MATERIAL FOR THIS EXERCISE Block Start
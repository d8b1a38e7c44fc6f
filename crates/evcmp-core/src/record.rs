//! Record model for event collections.
//!
//! A [`Record`] is an opaque bundle of optional capabilities. Which
//! capabilities are present decides the record's kind (see
//! [`crate::classify`]); the comparators only ever look at the capability
//! matching that kind.

use std::collections::BTreeMap;
use std::fmt;

use serde::{Deserialize, Serialize};

// ---------------------------------------------------------------------------
// Scalar
// ---------------------------------------------------------------------------

/// An exact numeric value carried by a record field.
///
/// Integers and floats are kept apart so that identifiers such as `cell_id`
/// or `bits` keep their full 64-bit range. Equality is exact numeric
/// equality across variants; see [`PartialEq`] below.
#[derive(Debug, Clone, Copy, Serialize, Deserialize)]
#[serde(untagged)]
pub enum Scalar {
    /// Signed integer.
    Int(i64),
    /// Unsigned integer above `i64::MAX`.
    Unsigned(u64),
    /// IEEE 754 double.
    Float(f64),
}

/// Exact float equality in which two NaNs are equal.
///
/// Without the NaN rule a store compared against itself could report
/// mismatches, which breaks the zero-mismatch law.
pub fn float_eq(a: f64, b: f64) -> bool {
    a == b || (a.is_nan() && b.is_nan())
}

fn int_float_eq(int: i128, float: f64) -> bool {
    float.is_finite() && float.fract() == 0.0 && float as i128 == int
}

impl PartialEq for Scalar {
    fn eq(&self, other: &Self) -> bool {
        match (*self, *other) {
            (Self::Int(a), Self::Int(b)) => a == b,
            (Self::Unsigned(a), Self::Unsigned(b)) => a == b,
            (Self::Float(a), Self::Float(b)) => float_eq(a, b),
            (Self::Int(a), Self::Unsigned(b)) | (Self::Unsigned(b), Self::Int(a)) => {
                i128::from(a) == i128::from(b)
            }
            (Self::Int(a), Self::Float(b)) | (Self::Float(b), Self::Int(a)) => {
                int_float_eq(i128::from(a), b)
            }
            (Self::Unsigned(a), Self::Float(b)) | (Self::Float(b), Self::Unsigned(a)) => {
                int_float_eq(i128::from(a), b)
            }
        }
    }
}

impl fmt::Display for Scalar {
    fn fmt(&self, f: &mut fmt::Formatter<'_>) -> fmt::Result {
        match self {
            Self::Int(n) => write!(f, "{n}"),
            Self::Unsigned(n) => write!(f, "{n}"),
            Self::Float(x) => write!(f, "{x:?}"),
        }
    }
}

impl From<f64> for Scalar {
    fn from(x: f64) -> Self {
        Self::Float(x)
    }
}

impl From<i64> for Scalar {
    fn from(n: i64) -> Self {
        Self::Int(n)
    }
}

impl From<i32> for Scalar {
    fn from(n: i32) -> Self {
        Self::Int(i64::from(n))
    }
}

impl From<u64> for Scalar {
    fn from(n: u64) -> Self {
        match i64::try_from(n) {
            Ok(i) => Self::Int(i),
            Err(_) => Self::Unsigned(n),
        }
    }
}

// ---------------------------------------------------------------------------
// Geometric sub-structures
// ---------------------------------------------------------------------------

/// Four-momentum of a particle or jet.
#[derive(Debug, Clone, Copy, PartialEq, Serialize, Deserialize)]
pub struct FourVector {
    pub px: f64,
    pub py: f64,
    pub pz: f64,
    pub mass: f64,
}

/// A point in space (vertex or position).
#[derive(Debug, Clone, Copy, PartialEq, Serialize, Deserialize)]
pub struct Point {
    pub x: f64,
    pub y: f64,
    pub z: f64,
}

// ---------------------------------------------------------------------------
// Core fields
// ---------------------------------------------------------------------------

/// The optional scalar members of a core record.
#[derive(Debug, Clone, Copy, PartialEq, Eq, PartialOrd, Ord, Hash, Serialize, Deserialize)]
#[serde(rename_all = "snake_case")]
pub enum ScalarField {
    Bits,
    CellId,
    Energy,
    Time,
    Type,
    Charge,
    Status,
    Area,
}

impl ScalarField {
    /// All scalar fields in comparison order.
    pub const ALL: [ScalarField; 8] = [
        Self::Bits,
        Self::CellId,
        Self::Energy,
        Self::Time,
        Self::Type,
        Self::Charge,
        Self::Status,
        Self::Area,
    ];

    /// Returns the `snake_case` field name.
    pub fn as_str(self) -> &'static str {
        match self {
            Self::Bits => "bits",
            Self::CellId => "cell_id",
            Self::Energy => "energy",
            Self::Time => "time",
            Self::Type => "type",
            Self::Charge => "charge",
            Self::Status => "status",
            Self::Area => "area",
        }
    }
}

impl fmt::Display for ScalarField {
    fn fmt(&self, f: &mut fmt::Formatter<'_>) -> fmt::Result {
        f.write_str(self.as_str())
    }
}

/// The common field block of particle- and jet-like records.
///
/// Every member is optional: which ones exist depends on the upstream record
/// type, not on the individual record.
#[derive(Debug, Clone, PartialEq, Default, Serialize, Deserialize)]
pub struct CoreFields {
    #[serde(default, skip_serializing_if = "Option::is_none")]
    pub p4: Option<FourVector>,
    #[serde(default, skip_serializing_if = "Option::is_none")]
    pub vertex: Option<Point>,
    #[serde(default, skip_serializing_if = "BTreeMap::is_empty")]
    pub scalars: BTreeMap<ScalarField, Scalar>,
}

impl CoreFields {
    /// Returns the value of `field`, if this record type carries it.
    pub fn scalar(&self, field: ScalarField) -> Option<Scalar> {
        self.scalars.get(&field).copied()
    }

    /// Builder-style setter used by fixtures and the generator.
    #[must_use]
    pub fn with_scalar(mut self, field: ScalarField, value: impl Into<Scalar>) -> Self {
        self.scalars.insert(field, value.into());
        self
    }
}

// ---------------------------------------------------------------------------
// Associations
// ---------------------------------------------------------------------------

/// Named relation slots an association record may expose.
#[derive(Debug, Clone, Copy, PartialEq, Eq, PartialOrd, Ord, Hash, Serialize, Deserialize)]
#[serde(rename_all = "snake_case")]
pub enum Relation {
    Particle,
    Cluster,
    Mother,
    Daughter,
    Rec,
    Sim,
    Jet,
}

impl Relation {
    /// All relations in comparison order.
    pub const ALL: [Relation; 7] = [
        Self::Particle,
        Self::Cluster,
        Self::Mother,
        Self::Daughter,
        Self::Rec,
        Self::Sim,
        Self::Jet,
    ];

    pub fn as_str(self) -> &'static str {
        match self {
            Self::Particle => "particle",
            Self::Cluster => "cluster",
            Self::Mother => "mother",
            Self::Daughter => "daughter",
            Self::Rec => "rec",
            Self::Sim => "sim",
            Self::Jet => "jet",
        }
    }
}

impl fmt::Display for Relation {
    fn fmt(&self, f: &mut fmt::Formatter<'_>) -> fmt::Result {
        f.write_str(self.as_str())
    }
}

/// A non-owning reference to a record in another collection of the same event.
#[derive(Debug, Clone, PartialEq, Eq, Hash, Serialize, Deserialize)]
pub struct RecordRef {
    pub collection: String,
    pub index: usize,
}

impl RecordRef {
    pub fn new(collection: impl Into<String>, index: usize) -> Self {
        Self {
            collection: collection.into(),
            index,
        }
    }
}

impl fmt::Display for RecordRef {
    fn fmt(&self, f: &mut fmt::Formatter<'_>) -> fmt::Result {
        write!(f, "{}[{}]", self.collection, self.index)
    }
}

/// A record linking other records, plus an optional classification tag.
///
/// A key in `relations` means the association type exposes that relation;
/// a `None` value is a null reference.
#[derive(Debug, Clone, PartialEq, Default, Serialize, Deserialize)]
pub struct Association {
    #[serde(default)]
    pub relations: BTreeMap<Relation, Option<RecordRef>>,
    #[serde(default, skip_serializing_if = "Option::is_none")]
    pub tag: Option<Scalar>,
}

impl Association {
    #[must_use]
    pub fn with_relation(mut self, relation: Relation, target: Option<RecordRef>) -> Self {
        self.relations.insert(relation, target);
        self
    }

    #[must_use]
    pub fn with_tag(mut self, tag: impl Into<Scalar>) -> Self {
        self.tag = Some(tag.into());
        self
    }
}

// ---------------------------------------------------------------------------
// Missing energy
// ---------------------------------------------------------------------------

/// Missing transverse energy summary.
#[derive(Debug, Clone, Copy, PartialEq, Serialize, Deserialize)]
pub struct MissingEnergy {
    pub magnitude: f64,
    pub phi: f64,
    pub scalar_sum: f64,
}

// ---------------------------------------------------------------------------
// Record
// ---------------------------------------------------------------------------

/// One element of a collection.
///
/// Each field is a capability accessor; a well-formed record exposes exactly
/// the capabilities of its upstream type.
#[derive(Debug, Clone, PartialEq, Default, Serialize, Deserialize)]
pub struct Record {
    #[serde(default, skip_serializing_if = "Option::is_none")]
    pub core: Option<CoreFields>,
    #[serde(default, skip_serializing_if = "Option::is_none")]
    pub value: Option<Scalar>,
    #[serde(default, skip_serializing_if = "Option::is_none")]
    pub position: Option<Point>,
    #[serde(default, skip_serializing_if = "Option::is_none")]
    pub association: Option<Association>,
    #[serde(default, skip_serializing_if = "Option::is_none")]
    pub met: Option<MissingEnergy>,
}

impl Record {
    pub fn core(core: CoreFields) -> Self {
        Self {
            core: Some(core),
            ..Self::default()
        }
    }

    pub fn tagged_value(value: impl Into<Scalar>) -> Self {
        Self {
            value: Some(value.into()),
            ..Self::default()
        }
    }

    pub fn vertex(position: Point) -> Self {
        Self {
            position: Some(position),
            ..Self::default()
        }
    }

    pub fn association(association: Association) -> Self {
        Self {
            association: Some(association),
            ..Self::default()
        }
    }

    pub fn missing_energy(met: MissingEnergy) -> Self {
        Self {
            met: Some(met),
            ..Self::default()
        }
    }
}

#[cfg(test)]
mod tests {
    #![allow(clippy::expect_used)]

    use super::*;

    #[test]
    fn scalar_int_equality() {
        assert_eq!(Scalar::Int(-1), Scalar::Int(-1));
        assert_ne!(Scalar::Int(-1), Scalar::Int(1));
    }

    #[test]
    fn scalar_int_equals_integral_float() {
        assert_eq!(Scalar::Int(3), Scalar::Float(3.0));
        assert_eq!(Scalar::Float(3.0), Scalar::Int(3));
        assert_ne!(Scalar::Int(3), Scalar::Float(3.5));
    }

    #[test]
    fn scalar_unsigned_vs_negative_int() {
        assert_ne!(Scalar::Unsigned(u64::MAX), Scalar::Int(-1));
        assert_eq!(Scalar::Unsigned(7), Scalar::Int(7));
    }

    #[test]
    fn scalar_nan_equals_nan() {
        assert_eq!(Scalar::Float(f64::NAN), Scalar::Float(f64::NAN));
        assert_ne!(Scalar::Float(f64::NAN), Scalar::Float(0.0));
    }

    #[test]
    fn scalar_infinity_never_equals_int() {
        assert_ne!(Scalar::Float(f64::INFINITY), Scalar::Int(i64::MAX));
    }

    #[test]
    fn scalar_from_u64_prefers_int() {
        assert!(matches!(Scalar::from(5_u64), Scalar::Int(5)));
        assert!(matches!(Scalar::from(u64::MAX), Scalar::Unsigned(u64::MAX)));
    }

    #[test]
    fn scalar_display_keeps_float_marker() {
        assert_eq!(Scalar::Float(1.0).to_string(), "1.0");
        assert_eq!(Scalar::Int(1).to_string(), "1");
    }

    #[test]
    fn scalar_json_shapes() {
        let v: Scalar = serde_json::from_str("-2").expect("int");
        assert!(matches!(v, Scalar::Int(-2)));
        let v: Scalar = serde_json::from_str("2.5").expect("float");
        assert!(matches!(v, Scalar::Float(x) if float_eq(x, 2.5)));
        let v: Scalar = serde_json::from_str("18446744073709551615").expect("u64");
        assert!(matches!(v, Scalar::Unsigned(u64::MAX)));
    }

    #[test]
    fn core_fields_json_round_trip() {
        let core = CoreFields {
            p4: Some(FourVector {
                px: 1.0,
                py: 2.0,
                pz: 3.0,
                mass: 0.105,
            }),
            vertex: None,
            scalars: BTreeMap::new(),
        }
        .with_scalar(ScalarField::Charge, -1)
        .with_scalar(ScalarField::CellId, u64::MAX);

        let json = serde_json::to_string(&core).expect("serialize");
        assert!(json.contains("\"charge\":-1"), "json: {json}");
        assert!(!json.contains("vertex"), "absent vertex is skipped: {json}");
        let back: CoreFields = serde_json::from_str(&json).expect("deserialize");
        assert_eq!(back, core);
    }

    #[test]
    fn association_null_relation_round_trips() {
        let assoc = Association::default()
            .with_relation(Relation::Mother, None)
            .with_relation(Relation::Daughter, Some(RecordRef::new("genParticles", 4)));
        let json = serde_json::to_string(&assoc).expect("serialize");
        let back: Association = serde_json::from_str(&json).expect("deserialize");
        assert_eq!(back, assoc);
        assert_eq!(back.relations.get(&Relation::Mother), Some(&None));
    }

    #[test]
    fn field_names_are_snake_case() {
        let names: Vec<&str> = ScalarField::ALL.iter().map(|f| f.as_str()).collect();
        assert_eq!(
            names,
            ["bits", "cell_id", "energy", "time", "type", "charge", "status", "area"]
        );
        let json = serde_json::to_string(&Relation::Daughter).expect("serialize");
        assert_eq!(json, "\"daughter\"");
    }

    #[test]
    fn record_ref_display() {
        assert_eq!(RecordRef::new("muons", 2).to_string(), "muons[2]");
    }
}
MATERIAL FOR THIS EXERCISE Block End
— TASK INSTRUCTIONS —
Transcribe verbatim. Cover the lines from the first line of the entries above to the line containing "fn eq(&self, other: &Self)", inclusive.

— OUTPUT FOR THIS EXERCISE —
repository d8b1a38e7c44fc6f
filename crates/evcmp-core/src/record.rs
//! Record model for event collections.
//!
//! A [`Record`] is an opaque bundle of optional capabilities. Which
//! capabilities are present decides the record's kind (see
//! [`crate::classify`]); the comparators only ever look at the capability
//! matching that kind.

use std::collections::BTreeMap;
use std::fmt;

use serde::{Deserialize, Serialize};

// ---------------------------------------------------------------------------
// Scalar
// ---------------------------------------------------------------------------

/// An exact numeric value carried by a record field.
///
/// Integers and floats are kept apart so that identifiers such as `cell_id`
/// or `bits` keep their full 64-bit range. Equality is exact numeric
/// equality across variants; see [`PartialEq`] below.
#[derive(Debug, Clone, Copy, Serialize, Deserialize)]
#[serde(untagged)]
pub enum Scalar {
    /// Signed integer.
    Int(i64),
    /// Unsigned integer above `i64::MAX`.
    Unsigned(u64),
    /// IEEE 754 double.
    Float(f64),
}

/// Exact float equality in which two NaNs are equal.
///
/// Without the NaN rule a store compared against itself could report
/// mismatches, which breaks the zero-mismatch law.
pub fn float_eq(a: f64, b: f64) -> bool {
    a == b || (a.is_nan() && b.is_nan())
}

fn int_float_eq(int: i128, float: f64) -> bool {
    float.is_finite() && float.fract() == 0.0 && float as i128 == int
}

impl PartialEq for Scalar {
    fn eq(&self, other: &Self) -> bool {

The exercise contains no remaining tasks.